Russia’s missile and drone strikes on Ukraine’s energy grid have reignited debate over what international law permits during war as Ukrainians face winter conditions, including temperatures around minus 20 C in Kyiv this week. Ukraine’s government has accused Russia of targeting power infrastructure to deny civilians critical services such as light, heating and running water, while Russia has defended the attacks as part of its military campaign.
In remarks made on the eve of a new round of talks aimed at ending the war, Ukrainian President Volodymyr Zelenskyy said that “Taking advantage of the coldest days of winter to terrorize people is more important to Russia than diplomacy.” Zelenskyy’s statement framed the energy strikes as an attempt to pressure civilians as winter deepens, rather than as purely military action with limited spillover to the public.

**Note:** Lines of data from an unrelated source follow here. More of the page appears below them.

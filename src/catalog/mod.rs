//! Read-only catalog of spectrums.
//!
//! The catalog is loaded once at startup: the built-in spectrums are
//! embedded in the binary, and an extra YAML or JSON file can add to or
//! replace them.
//!
//! # File format
//!
//! ```yaml
//! version: 1
//! spectrums:
//!   - id: us_classics
//!     name: US Classics 2018
//!     description: ...
//!     detailed: false
//!     link: { text: Read more, href: "https://..." }
//!     statements:
//!       - id: ml
//!         text: the moon landings were faked in a movie studio
//! ```

pub mod spectrum;

use std::path::Path;

use anyhow::{Context, Result};
use serde::{Deserialize, Serialize};
use thiserror::Error;
use tokio::fs;
use tracing::{info, warn};

use crate::core::codec::SPECTRUM_KEY;
use crate::domain::DIVIDER_ID;

pub use spectrum::{ExternalLink, Spectrum, Statement};

const BUILTIN_CATALOG: &str = include_str!("builtin.yaml");

/// Statement ids that already mean something inside a share token
const RESERVED_STATEMENT_IDS: [&str; 2] = [DIVIDER_ID, SPECTRUM_KEY];

/// Characters that would break the `key=value&key=value` token grammar
const FORBIDDEN_ID_CHARS: [char; 3] = ['&', '=', '#'];

/// Catalog of spectrums, in browse order
#[derive(Debug, Clone, Serialize, Deserialize)]
pub struct Catalog {
    /// Catalog format version
    #[serde(default = "default_version")]
    pub version: u32,

    /// All spectrums
    pub spectrums: Vec<Spectrum>,
}

fn default_version() -> u32 {
    1
}

impl Default for Catalog {
    fn default() -> Self {
        Self::new()
    }
}

impl Catalog {
    /// Create a new empty catalog
    pub fn new() -> Self {
        Self {
            version: 1,
            spectrums: Vec::new(),
        }
    }

    /// The catalog shipped with the binary
    pub fn builtin() -> Result<Self> {
        Self::from_yaml(BUILTIN_CATALOG).context("Built-in catalog is invalid")
    }

    /// Parse and validate a catalog from YAML
    pub fn from_yaml(content: &str) -> Result<Self> {
        let catalog: Catalog =
            serde_yaml::from_str(content).context("Failed to parse catalog YAML")?;
        catalog.validate()?;
        Ok(catalog)
    }

    /// Parse and validate a catalog from JSON
    pub fn from_json(content: &str) -> Result<Self> {
        let catalog: Catalog =
            serde_json::from_str(content).context("Failed to parse catalog JSON")?;
        catalog.validate()?;
        Ok(catalog)
    }

    /// Load a catalog file (`.json` as JSON, anything else as YAML)
    pub async fn load_file(path: &Path) -> Result<Self> {
        let content = fs::read_to_string(path)
            .await
            .with_context(|| format!("Failed to read catalog: {}", path.display()))?;

        let is_json = path
            .extension()
            .map(|ext| ext.eq_ignore_ascii_case("json"))
            .unwrap_or(false);

        let catalog = if is_json {
            Self::from_json(&content)
        } else {
            Self::from_yaml(&content)
        }
        .with_context(|| format!("Invalid catalog: {}", path.display()))?;

        info!(
            path = %path.display(),
            spectrums = catalog.len(),
            "loaded catalog file"
        );
        Ok(catalog)
    }

    /// Check every spectrum for ids that cannot be rated or shared.
    ///
    /// Repeated statement ids are tolerated (the last one wins) and only
    /// logged.
    pub fn validate(&self) -> Result<(), CatalogError> {
        for spectrum in &self.spectrums {
            check_id(&spectrum.id).map_err(|reason| CatalogError::InvalidSpectrumId {
                id: spectrum.id.clone(),
                reason,
            })?;

            for statement in &spectrum.statements {
                if RESERVED_STATEMENT_IDS.contains(&statement.id.as_str()) {
                    return Err(CatalogError::ReservedStatementId {
                        spectrum: spectrum.id.clone(),
                        id: statement.id.clone(),
                    });
                }
                check_id(&statement.id).map_err(|reason| {
                    CatalogError::InvalidStatementId {
                        spectrum: spectrum.id.clone(),
                        id: statement.id.clone(),
                        reason,
                    }
                })?;
            }

            let duplicates = spectrum.duplicate_ids();
            if !duplicates.is_empty() {
                warn!(
                    spectrum = %spectrum.id,
                    ids = ?duplicates,
                    "repeated statement ids, later entries win"
                );
            }
        }
        Ok(())
    }

    /// Add a spectrum, replacing any with the same id
    pub fn add(&mut self, spectrum: Spectrum) {
        if let Some(existing) = self.spectrums.iter_mut().find(|s| s.id == spectrum.id) {
            *existing = spectrum;
        } else {
            self.spectrums.push(spectrum);
        }
    }

    /// Add every spectrum from another catalog
    pub fn merge(&mut self, other: Catalog) {
        for spectrum in other.spectrums {
            self.add(spectrum);
        }
    }

    /// Get a spectrum by id
    pub fn get(&self, id: &str) -> Option<&Spectrum> {
        self.spectrums.iter().find(|s| s.id == id)
    }

    pub fn contains(&self, id: &str) -> bool {
        self.get(id).is_some()
    }

    /// All spectrums in browse order
    pub fn list(&self) -> impl Iterator<Item = &Spectrum> {
        self.spectrums.iter()
    }

    /// Get the number of spectrums
    pub fn len(&self) -> usize {
        self.spectrums.len()
    }

    /// Check if the catalog is empty
    pub fn is_empty(&self) -> bool {
        self.spectrums.is_empty()
    }
}

impl FromIterator<Spectrum> for Catalog {
    fn from_iter<I: IntoIterator<Item = Spectrum>>(iter: I) -> Self {
        let mut catalog = Catalog::new();
        for spectrum in iter {
            catalog.add(spectrum);
        }
        catalog
    }
}

fn check_id(id: &str) -> Result<(), &'static str> {
    if id.is_empty() {
        return Err("id is empty");
    }
    if id.contains(FORBIDDEN_ID_CHARS) {
        return Err("id contains '&', '=' or '#'");
    }
    Ok(())
}

/// Catalog validation errors
#[derive(Debug, Clone, Error, PartialEq, Eq)]
pub enum CatalogError {
    #[error("Invalid spectrum id '{id}': {reason}")]
    InvalidSpectrumId { id: String, reason: &'static str },

    #[error("Invalid statement id '{id}' in spectrum '{spectrum}': {reason}")]
    InvalidStatementId {
        spectrum: String,
        id: String,
        reason: &'static str,
    },

    #[error("Spectrum '{spectrum}' uses the reserved id '{id}' for a statement")]
    ReservedStatementId { spectrum: String, id: String },
}

#[cfg(test)]
mod tests {
    use super::*;

    #[test]
    fn test_builtin_catalog_loads() {
        let catalog = Catalog::builtin().unwrap();
        assert!(catalog.len() >= 4);
        assert!(catalog.contains("covid_19"));
        assert!(catalog.contains("us_classics"));

        let classics = catalog.get("us_classics").unwrap();
        assert_eq!(classics.entries().len(), 10);
    }

    #[test]
    fn test_add_replaces_by_id() {
        let mut catalog = Catalog::new();
        catalog.add(Spectrum::new("a", "First", ""));
        catalog.add(Spectrum::new("b", "Second", ""));
        catalog.add(Spectrum::new("a", "Replaced", ""));

        assert_eq!(catalog.len(), 2);
        assert_eq!(catalog.get("a").unwrap().name, "Replaced");
        let ids: Vec<_> = catalog.list().map(|s| s.id.as_str()).collect();
        assert_eq!(ids, vec!["a", "b"]);
    }

    #[test]
    fn test_validate_rejects_reserved_id() {
        for reserved in [DIVIDER_ID, SPECTRUM_KEY] {
            let catalog: Catalog = [Spectrum::new("s", "S", "").with_statement(reserved, "sneaky")]
                .into_iter()
                .collect();
            assert_eq!(
                catalog.validate(),
                Err(CatalogError::ReservedStatementId {
                    spectrum: "s".to_string(),
                    id: reserved.to_string(),
                })
            );
        }
    }

    #[test]
    fn test_validate_rejects_token_characters() {
        let catalog: Catalog = [Spectrum::new("s", "S", "").with_statement("a=b", "x")]
            .into_iter()
            .collect();
        assert!(matches!(
            catalog.validate(),
            Err(CatalogError::InvalidStatementId { .. })
        ));

        let catalog: Catalog = [Spectrum::new("", "Empty", "")].into_iter().collect();
        assert!(matches!(
            catalog.validate(),
            Err(CatalogError::InvalidSpectrumId { .. })
        ));
    }

    #[test]
    fn test_validate_tolerates_duplicates() {
        let catalog: Catalog = [Spectrum::new("s", "S", "")
            .with_statement("dn", "one")
            .with_statement("dn", "two")]
        .into_iter()
        .collect();
        assert!(catalog.validate().is_ok());
    }

    #[test]
    fn test_from_json() {
        let json = r#"{"spectrums":[{"id":"j","name":"Json","statements":[{"id":"a","text":"A"}]}]}"#;
        let catalog = Catalog::from_json(json).unwrap();
        assert_eq!(catalog.version, 1);
        assert_eq!(catalog.get("j").unwrap().statements[0].text, "A");
    }
}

International legal experts and humanitarian organizations described the governing rules as centered on both the military relevance of targets and the proportionality of expected harm to civilians. David Crane, a former chief prosecutor at the United Nations Special Court for Sierra Leone, said combatants can lawfully target a power grid if the attack “directly affects a valid military target,” while warning that the rules also prohibit attacks that cause excessive civilian casualties. He added that, in the case of Russia’s attacks on Ukraine, “the indiscriminate and widespread targeting does not come close to what is legal.”
Crane’s view was paired with the International Committee of the Red Cross description of how energy systems are treated under the laws of war. The ICRC said parts of energy systems that provide essential services to civilians “are in principle civilian objects,” and it said such facilities are protected against direct attack and reprisals as well as against incidental harm. The legal question, in that framing, is how attackers distinguish military objectives from civilian-providing infrastructure and how they account for the foreseeable effects of damage.

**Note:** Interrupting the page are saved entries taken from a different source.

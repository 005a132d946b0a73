//! URL codec.
//!
//! Maps a page address to one of three pages, and a rated session to a
//! shareable address:
//!
//! | Address | Page |
//! |---|---|
//! | `/` (or anything unrecognised) | browse the catalog |
//! | `/?<spectrum_id>` | fresh ratings, unlocked |
//! | `/#<token>` | shared ratings, locked |
//!
//! A token is the standard base64 encoding of the UTF-8 payload
//! `ID=<spectrum_id>&<id1>=<v1>&<id2>=<v2>...`. This is byte-for-byte what
//! a browser produces with `btoa(unescape(encodeURIComponent(payload)))`,
//! so links made either way decode the same.
//!
//! Decoding never fails: any problem with a link lands on the browse page.

use std::collections::HashMap;

use base64::alphabet;
use base64::engine::general_purpose::{GeneralPurpose, GeneralPurposeConfig};
use base64::engine::DecodePaddingMode;
use base64::Engine as _;
use rand::RngCore;
use serde::Serialize;
use thiserror::Error;
use tracing::debug;

use crate::catalog::{Catalog, Spectrum};
use crate::domain::Ratings;

use super::engine::{merge_defaults, DefaultPolicy};

/// Payload key holding the spectrum id
pub const SPECTRUM_KEY: &str = "ID";

/// Standard alphabet; padded on encode, padding optional on decode
const TOKEN_ENGINE: GeneralPurpose = GeneralPurpose::new(
    &alphabet::STANDARD,
    GeneralPurposeConfig::new().with_decode_padding_mode(DecodePaddingMode::Indifferent),
);

/// The query and fragment of a page address
#[derive(Debug, Clone, Default, PartialEq, Eq)]
pub struct Address {
    /// Text after `?` and before `#`, percent-decoded
    pub query: Option<String>,

    /// Text after `#`, as given
    pub fragment: Option<String>,
}

impl Address {
    /// Split an address. Accepts full URLs (`https://host/page?x#y`), paths,
    /// or bare `?x` / `#y` components.
    pub fn parse(address: &str) -> Self {
        let (before_hash, fragment) = match address.split_once('#') {
            Some((before, after)) => (before, Some(after)),
            None => (address, None),
        };
        let query = before_hash.split_once('?').map(|(_, q)| q);

        Self {
            query: query.filter(|q| !q.is_empty()).map(percent_decode),
            fragment: fragment
                .map(str::trim)
                .filter(|f| !f.is_empty())
                .map(str::to_string),
        }
    }
}

/// Which page an address asks for
#[derive(Debug, Clone, PartialEq, Eq)]
pub enum PageRequest {
    /// Catalog browse
    Browse,

    /// Fresh ratings for a known spectrum id
    Fresh(String),

    /// Shared ratings carried in a token
    Shared(String),
}

impl PageRequest {
    /// Decide the page from the address shape. A query only counts when it
    /// names a spectrum in the catalog.
    pub fn from_address(address: &Address, catalog: &Catalog) -> Self {
        if let Some(query) = &address.query {
            if catalog.contains(query) {
                return PageRequest::Fresh(query.clone());
            }
        }
        match &address.fragment {
            Some(fragment) => PageRequest::Shared(fragment.clone()),
            None => PageRequest::Browse,
        }
    }
}

/// A value from a decoded payload
#[derive(Debug, Clone, PartialEq, Eq)]
pub enum FieldValue {
    Int(i64),
    Text(String),
}

impl FieldValue {
    fn parse(raw: &str) -> Self {
        match raw.parse::<i64>() {
            Ok(n) => FieldValue::Int(n),
            Err(_) => FieldValue::Text(raw.to_string()),
        }
    }
}

/// The key/value pairs carried by a token
#[derive(Debug, Clone, Default, PartialEq, Eq)]
pub struct Payload {
    /// Raw text of the `ID` field, if present
    pub spectrum_id: Option<String>,

    /// Every other field, in payload order
    pub fields: Vec<(String, FieldValue)>,
}

impl Payload {
    /// Split `ID=x&a=1&b=2`. Empty segments are skipped, a segment without
    /// `=` gets an empty value, and only the text up to a second `=` is
    /// kept.
    pub fn parse(payload: &str) -> Self {
        let mut parsed = Payload::default();
        for segment in payload.split('&').filter(|s| !s.is_empty()) {
            let mut parts = segment.split('=');
            let key = parts.next().unwrap_or_default();
            let value = parts.next().unwrap_or_default();

            if key == SPECTRUM_KEY {
                parsed.spectrum_id = Some(value.to_string());
            } else {
                parsed.fields.push((key.to_string(), FieldValue::parse(value)));
            }
        }
        parsed
    }

    /// Integer fields as a map; later repeats of a key win
    pub fn integers(&self) -> HashMap<String, i64> {
        self.fields
            .iter()
            .filter_map(|(key, value)| match value {
                FieldValue::Int(n) => Some((key.clone(), *n)),
                FieldValue::Text(_) => None,
            })
            .collect()
    }
}

/// The session a page address resolves to
#[derive(Debug, Clone, PartialEq, Eq, Serialize)]
pub struct Decoded {
    pub spectrum: Option<Spectrum>,
    pub ratings: Option<Ratings>,
    pub locked: bool,
}

impl Decoded {
    /// The catalog browse page
    pub fn browse() -> Self {
        Self {
            spectrum: None,
            ratings: None,
            locked: false,
        }
    }
}

/// Flat payload for a session: `ID=<id>` then `&<id>=<confidence>` per
/// rating in insertion order
pub fn encode_payload(spectrum_id: &str, ratings: &Ratings) -> String {
    let mut payload = format!("{}={}", SPECTRUM_KEY, spectrum_id);
    for (id, confidence) in ratings.iter() {
        payload.push('&');
        payload.push_str(id);
        payload.push('=');
        payload.push_str(&confidence.to_string());
    }
    payload
}

/// Base64 of the payload's UTF-8 bytes
pub fn encode_token(payload: &str) -> String {
    TOKEN_ENGINE.encode(payload.as_bytes())
}

/// Fragment for a session: `#<token>`
pub fn encode(spectrum_id: &str, ratings: &Ratings) -> String {
    format!("#{}", encode_token(&encode_payload(spectrum_id, ratings)))
}

/// Shareable address under `base` (e.g. `/` or `https://host/index.html`)
pub fn share_link(base: &str, spectrum_id: &str, ratings: &Ratings) -> String {
    format!("{}{}", base, encode(spectrum_id, ratings))
}

/// Address of a fresh rating page under `base`
pub fn fresh_link(base: &str, spectrum_id: &str) -> String {
    format!("{}?{}", base, urlencoding::encode(spectrum_id))
}

/// Recover the payload text from a token
pub fn decode_token(token: &str) -> Result<String, CodecError> {
    let token = percent_decode(token.trim());
    let bytes = TOKEN_ENGINE.decode(token.trim().as_bytes())?;
    String::from_utf8(bytes).map_err(|_| CodecError::InvalidUtf8)
}

/// Resolve a shared token against the catalog
pub fn decode_shared(token: &str, catalog: &Catalog) -> Result<Decoded, CodecError> {
    let payload = Payload::parse(&decode_token(token)?);

    let spectrum_id = payload
        .spectrum_id
        .as_deref()
        .ok_or(CodecError::MissingSpectrumId)?;
    let spectrum = catalog
        .get(spectrum_id)
        .ok_or_else(|| CodecError::UnknownSpectrum(spectrum_id.to_string()))?;

    for (key, value) in &payload.fields {
        if let FieldValue::Text(text) = value {
            debug!(key = %key, value = %text, "ignoring non-integer rating");
        }
    }

    let ratings = merge_defaults(spectrum, &payload.integers(), DefaultPolicy::Neutral);
    Ok(Decoded {
        spectrum: Some(spectrum.clone()),
        ratings: Some(ratings),
        locked: true,
    })
}

/// Resolve a page address. Fresh pages draw random defaults from `rng`.
pub fn decode(address: &str, catalog: &Catalog, rng: &mut dyn RngCore) -> Decoded {
    match PageRequest::from_address(&Address::parse(address), catalog) {
        PageRequest::Fresh(id) => match catalog.get(&id) {
            Some(spectrum) => {
                let ratings =
                    merge_defaults(spectrum, &HashMap::new(), DefaultPolicy::Random(rng));
                Decoded {
                    spectrum: Some(spectrum.clone()),
                    ratings: Some(ratings),
                    locked: false,
                }
            }
            None => Decoded::browse(),
        },
        PageRequest::Shared(token) => decode_shared(&token, catalog).unwrap_or_else(|e| {
            debug!(error = %e, "shared link not usable, showing catalog");
            Decoded::browse()
        }),
        PageRequest::Browse => Decoded::browse(),
    }
}

fn percent_decode(text: &str) -> String {
    urlencoding::decode(text)
        .map(|decoded| decoded.into_owned())
        .unwrap_or_else(|_| text.to_string())
}

/// Reasons a shared token could not be used
#[derive(Debug, Clone, Error, PartialEq, Eq)]
pub enum CodecError {
    #[error("Token is not valid base64: {0}")]
    InvalidBase64(#[from] base64::DecodeError),

    #[error("Token does not decode to UTF-8 text")]
    InvalidUtf8,

    #[error("Token has no 'ID' field")]
    MissingSpectrumId,

    #[error("Unknown spectrum: {0}")]
    UnknownSpectrum(String),
}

That tension has also connected to the International Criminal Court’s involvement in the conflict. The ICC’s pretrial judges issued arrest warrants in 2024 for top Russian military officials, including former defense minister Sergei Shoigu and Russia’s chief military officer, Gen. Valery Gerasimov, describing “reasonable grounds to believe” that alleged strikes were directed against civilian objects. The court said that for installations that may have qualified as military objectives at the relevant time, the expected incidental civilian harm and damage would have been clearly excessive to the anticipated military advantage.
Russia is not a member of the ICC and rejects its jurisdiction, according to the AP reporting. Russia has also refused to extradite suspects to face justice in the ICC’s courtrooms in The Hague, Netherlands.
Moscow’s position has been that it targets energy facilities and other infrastructure that support Ukrainian military industries and armed forces. Kremlin spokesman Dmitry Peskov insisted Wednesday that “our military is striking the targets that they believe are associated with the military complex of the Kyiv regime, the operation is continuing.” He also said Russia denies targeting residential areas despite evidence presented by Ukraine and others.
Ukraine, for its part, has accused Russia of seeking to grind down Ukrainian resistance by imposing worsening hardship on civilians. Ukrainian authorities have said Russia tried to cripple electricity by targeting substations, transformers, turbines and generators at power plants. Ukraine’s largest private power company, DTEK, said this week’s overnight attack was the ninth major assault on its thermal power plants since October.
The legal debate is unfolding against a broader accounting of damage in Ukraine’s energy sector. A joint estimate by the World Bank, the European Commission and the United Nations said Ukraine’s energy sector has suffered more than $20 billion in direct war damage.